“I’m a bitch, I’m a lover, I’m a sinner, I’m a saint,” sounds like a confused adolescent, or maybe just like a forty year old Merideth Brooks’ singing “Bitch.” At this point SFcritic may be as meaningless as Merideth Brooks’ career, but still for bitching sake–a worthy topic of discussion. When I was in high school, along with issues of puberty I also dealt with a new challenge of maturation: how do I deal with my female peers who were infatuated with female pop groups like the Spice Girls and Meredith Brooks? No big deal right?–Wrong. Sure, as a guy, I worried about the occasional and unavoidable public hard-on, but scarier than that was the potential “bitch session” I might receive from annoying a female student who was immersed in her bitch pop phase. Whoa, I know–I’m throwing around the “b-word” like Bush used the term “secret weapons,” but the “b-word” has been redefined by contemporary feminists and then packaged by the media and solicited as trash. What the media created has been coined as “bitch pop.”
Let me take a step back and explain bitch pop. Bitch pop was the genre of popular music, which was sung typically by a female singer who’d gripe about something, and often refer to herself as a bitch. Merideth Brooks, “Bitch,” with its witty title, and catchy lyrics, exemplifies the typical bitch pop song:
Brooks’ first line “I hate the world today,” is just a little melodramatic. I mean really, thanks to marketers targeting helpless pubescent girls who couldn’t quite explain what was happening to their bodies, ultimately young, handsome, and nice guys like myself were doomed to piss off a girl and receive a royal bitching. It was no longer safe to pull on the girls pigtails in front of you and expect a playful “tsk tsk.” Shit got out of hand, just look at this kid below.
Girls and the bitch movement escalated to proportions unknown. This helpless girl above is completely unaware of the message she is sending about her mother! Suddently, to “express yourself” as a woman it meant throwing around the word bitch, and using it as an excuse to vent whenever and wherever. Not cool.

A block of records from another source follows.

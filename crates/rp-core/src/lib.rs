//! rp-core: stable foundation for relaxpath.
//!
//! Contains:
//! - ids (dense solver indices)
//! - numeric (edge weights, path distances, saturating relaxation)
//! - error (shared error types)

pub mod error;
pub mod ids;
pub mod numeric;

// Re-exports: nice ergonomics for downstream crates
pub use error::{RpError, RpResult};
pub use ids::*;
pub use numeric::*;
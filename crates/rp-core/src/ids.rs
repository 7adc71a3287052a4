use core::fmt;
use core::num::NonZeroU32;

/// Dense solver index assigned to a node that appears in the edge list.
///
/// - `u32` keeps the relaxation table small
/// - `NonZero` enables `Option<Idx>` to be pointer-optimized
#[derive(Clone, Copy, PartialEq, Eq, Hash, PartialOrd, Ord)]
#[cfg_attr(feature = "serde", derive(serde::Serialize, serde::Deserialize))]
pub struct Idx(NonZeroU32);

impl Idx {
    /// Largest 0-based position an `Idx` can hold.
    pub const MAX_INDEX: usize = (u32::MAX - 1) as usize;

    /// Create an Idx from a 0-based position by storing position+1.
    ///
    /// Returns `None` past [`Idx::MAX_INDEX`].
    pub fn from_index(index: usize) -> Option<Self> {
        u32::try_from(index)
            .ok()
            .and_then(|raw| raw.checked_add(1))
            .and_then(NonZeroU32::new)
            .map(Self)
    }

    /// Recover the 0-based position, ready for slice indexing.
    pub fn index(self) -> usize {
        (self.0.get() - 1) as usize
    }
}

impl fmt::Debug for Idx {
    fn fmt(&self, f: &mut fmt::Formatter<'_>) -> fmt::Result {
        write!(f, "Idx({})", self.index())
    }
}

impl fmt::Display for Idx {
    fn fmt(&self, f: &mut fmt::Formatter<'_>) -> fmt::Result {
        write!(f, "{}", self.index())
    }
}

#[cfg(test)]
mod tests {
    use super::*;

    #[test]
    fn idx_round_trip_index() {
        for i in [0_usize, 1, 2, 42, 10_000, Idx::MAX_INDEX] {
            let idx = Idx::from_index(i).unwrap();
            assert_eq!(idx.index(), i);
        }
    }

    #[test]
    fn idx_past_bound_is_rejected() {
        assert_eq!(Idx::from_index(Idx::MAX_INDEX + 1), None);
        assert_eq!(Idx::from_index(usize::MAX), None);
    }

    #[test]
    fn option_idx_is_small() {
        assert_eq!(
            core::mem::size_of::<Idx>(),
            core::mem::size_of::<Option<Idx>>()
        );
    }

    #[test]
    fn idx_orders_by_position() {
        assert!(Idx::from_index(3) < Idx::from_index(7));
        assert_eq!(format!("{:?}", Idx::from_index(5).unwrap()), "Idx(5)");
    }
}
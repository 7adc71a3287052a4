use std::collections::BTreeSet;

use clap::{Args, Parser, Subcommand};
use rp_core::{RpError, RpResult, Weight};
use rp_graph::{Graph, PassLimit, RelaxConfig, ShortestPath};
use serde::Serialize;

#[derive(Parser)]
#[command(name = "rp-cli")]
#[command(about = "RelaxPath CLI - shortest paths over weighted directed graphs", long_about = None)]
struct Cli {
    #[command(subcommand)]
    command: Commands,
}

#[derive(Subcommand)]
enum Commands {
    /// Solve on the built-in five-node sample graph
    Demo {
        /// Start node identifier
        #[arg(long, default_value = "A")]
        start: String,
        /// End node identifier
        #[arg(long, default_value = "E")]
        end: String,
        #[command(flatten)]
        output: OutputArgs,
    },
    /// Solve on a graph described by command-line arguments
    Path {
        /// Node identifier (repeatable); defaults to every edge endpoint
        #[arg(long = "node")]
        nodes: Vec<String>,
        /// Directed edge as FROM:TO:WEIGHT (repeatable)
        #[arg(long = "edge", value_parser = parse_edge)]
        edges: Vec<EdgeArg>,
        /// Start node identifier
        start: String,
        /// End node identifier
        end: String,
        /// Maximum relaxation passes before giving up
        #[arg(long, conflicts_with = "unbounded")]
        max_passes: Option<usize>,
        /// Relax until convergence with no pass limit
        #[arg(long)]
        unbounded: bool,
        #[command(flatten)]
        output: OutputArgs,
    },
}

#[derive(Args)]
struct OutputArgs {
    /// Print the result as JSON
    #[arg(long)]
    json: bool,
}

#[derive(Clone, Debug)]
struct EdgeArg {
    from: String,
    to: String,
    weight: Weight,
}

#[derive(Serialize)]
struct Report<'a> {
    start: &'a str,
    end: &'a str,
    #[serde(flatten)]
    result: &'a ShortestPath,
}

fn parse_edge(raw: &str) -> Result<EdgeArg, String> {
    let mut parts = raw.splitn(3, ':');
    let (Some(from), Some(to), Some(weight)) = (parts.next(), parts.next(), parts.next()) else {
        return Err(format!("expected FROM:TO:WEIGHT, got '{}'", raw));
    };
    if from.is_empty() || to.is_empty() {
        return Err(format!("empty endpoint in '{}'", raw));
    }
    let weight = weight
        .trim()
        .parse::<Weight>()
        .map_err(|e| format!("invalid weight in '{}': {}", raw, e))?;
    Ok(EdgeArg {
        from: from.to_string(),
        to: to.to_string(),
        weight,
    })
}

fn main() -> RpResult<()> {
    // Logs go to stderr so --json output stays clean
    tracing_subscriber::fmt().with_writer(std::io::stderr).init();

    let cli = Cli::parse();

    match cli.command {
        Commands::Demo { start, end, output } => cmd_demo(&start, &end, output.json),
        Commands::Path {
            nodes,
            edges,
            start,
            end,
            max_passes,
            unbounded,
            output,
        } => {
            let config = relax_config(max_passes, unbounded);
            let graph = graph_from_args(&nodes, &edges);
            cmd_solve(&graph, &start, &end, &config, output.json)
        }
    }
}

fn relax_config(max_passes: Option<usize>, unbounded: bool) -> RelaxConfig {
    let pass_limit = match (max_passes, unbounded) {
        (_, true) => PassLimit::Unbounded,
        (Some(n), false) => PassLimit::Fixed(n),
        (None, false) => PassLimit::NodeCount,
    };
    RelaxConfig { pass_limit }
}

fn sample_graph() -> Graph {
    let mut graph = Graph::new();
    for id in ["A", "B", "C", "D", "E"] {
        graph.add_node(id);
    }
    graph.add_edge("A", "B", 1);
    graph.add_edge("B", "C", 2);
    graph.add_edge("A", "D", 4);
    graph.add_edge("D", "E", 5);
    graph.add_edge("B", "E", 6);
    graph
}

fn graph_from_args(nodes: &[String], edges: &[EdgeArg]) -> Graph {
    let mut graph = Graph::new();
    if nodes.is_empty() {
        let endpoints: BTreeSet<&str> = edges
            .iter()
            .flat_map(|e| [e.from.as_str(), e.to.as_str()])
            .collect();
        for id in endpoints {
            graph.add_node(id);
        }
    } else {
        for id in nodes {
            graph.add_node(id.as_str());
        }
    }

    for edge in edges {
        if !graph.add_edge(&edge.from, &edge.to, edge.weight) {
            tracing::warn!(
                from = %edge.from,
                to = %edge.to,
                "edge ignored: endpoint is not a declared node"
            );
        }
    }
    graph
}

fn cmd_demo(start: &str, end: &str, json: bool) -> RpResult<()> {
    cmd_solve(&sample_graph(), start, end, &RelaxConfig::default(), json)
}

fn cmd_solve(
    graph: &Graph,
    start: &str,
    end: &str,
    config: &RelaxConfig,
    json: bool,
) -> RpResult<()> {
    let result = graph.find_shortest_path_with(start, end, config)?;

    if json {
        let report = Report {
            start,
            end,
            result: &result,
        };
        let text = serde_json::to_string_pretty(&report).map_err(|e| RpError::Output {
            what: e.to_string(),
        })?;
        println!("{}", text);
    } else {
        println!("Shortest path: [{}]", result.path.join(", "));
        println!("Distance: {}", result.distance);
    }
    Ok(())
}
use std::path::PathBuf;

use thiserror::Error;

use super::model::FilterSelection;

/// Failures surfaced by the data layer to the UI.
#[derive(Debug, Error)]
pub enum DataError {
    /// The source file cannot be read or does not match the expected schema.
    #[error("dataset unavailable ({}): {reason}", .path.display())]
    DataUnavailable { path: PathBuf, reason: String },

    /// The selection matched no games; metrics cannot be derived.
    #[error("no games match {selection}")]
    EmptySelection { selection: String },
}

impl DataError {
    pub fn unavailable(path: impl Into<PathBuf>, err: &anyhow::Error) -> Self {
        DataError::DataUnavailable {
            path: path.into(),
            reason: format!("{err:#}"),
        }
    }

    pub fn empty(selection: Option<&FilterSelection>) -> Self {
        DataError::EmptySelection {
            selection: selection
                .map(|s| s.to_string())
                .unwrap_or_else(|| "the current selection".to_string()),
        }
    }
}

In the late 90s, the Spice Girls claimed their message of “Girl Power” was a more contemporary form of feminism. Their hit single, “Wannabe” was all about doing what you want, and when you want it. Sounds a lot like a spoiled brat. Couple girl power, with bitch power and now you have teenage girl on a potential rampage–lookout dads everywhere.
Granted the “b” word has been taken on by feminists in the same manner as “n” word for African Americans. Bitch magazine states that their title is a form of self-empowerment by redefining women as public activists:
The writer Rebecca West, back in the day, said, “People call me a feminist whenever I express sentiments that differentiate me from a doormat.” We’d argue that the word “bitch” is usually deployed for the same purpose. When it’s being used as an insult, “bitch” is an epithet hurled at women who speak their minds, who have opinions and don’t shy away from expressing them, and who don’t sit by and smile uncomfortably if they’re bothered or offended. If being an outspoken woman means being a bitch, we’ll take that as a compliment, thanks.
I doubt most bitch pop enthusiasts have this same interpretation, mind you any real good defense for the music. In truth the bitch pop movement seems to have been merely a marketing strategy, no different than the gangsta movement in hip hop. Find something that’s easily marketable, exploit it, and sell it until consumers finally refuse it. Thankfully at least bitch pop is just that, pop music, heard today, gone tomorrow.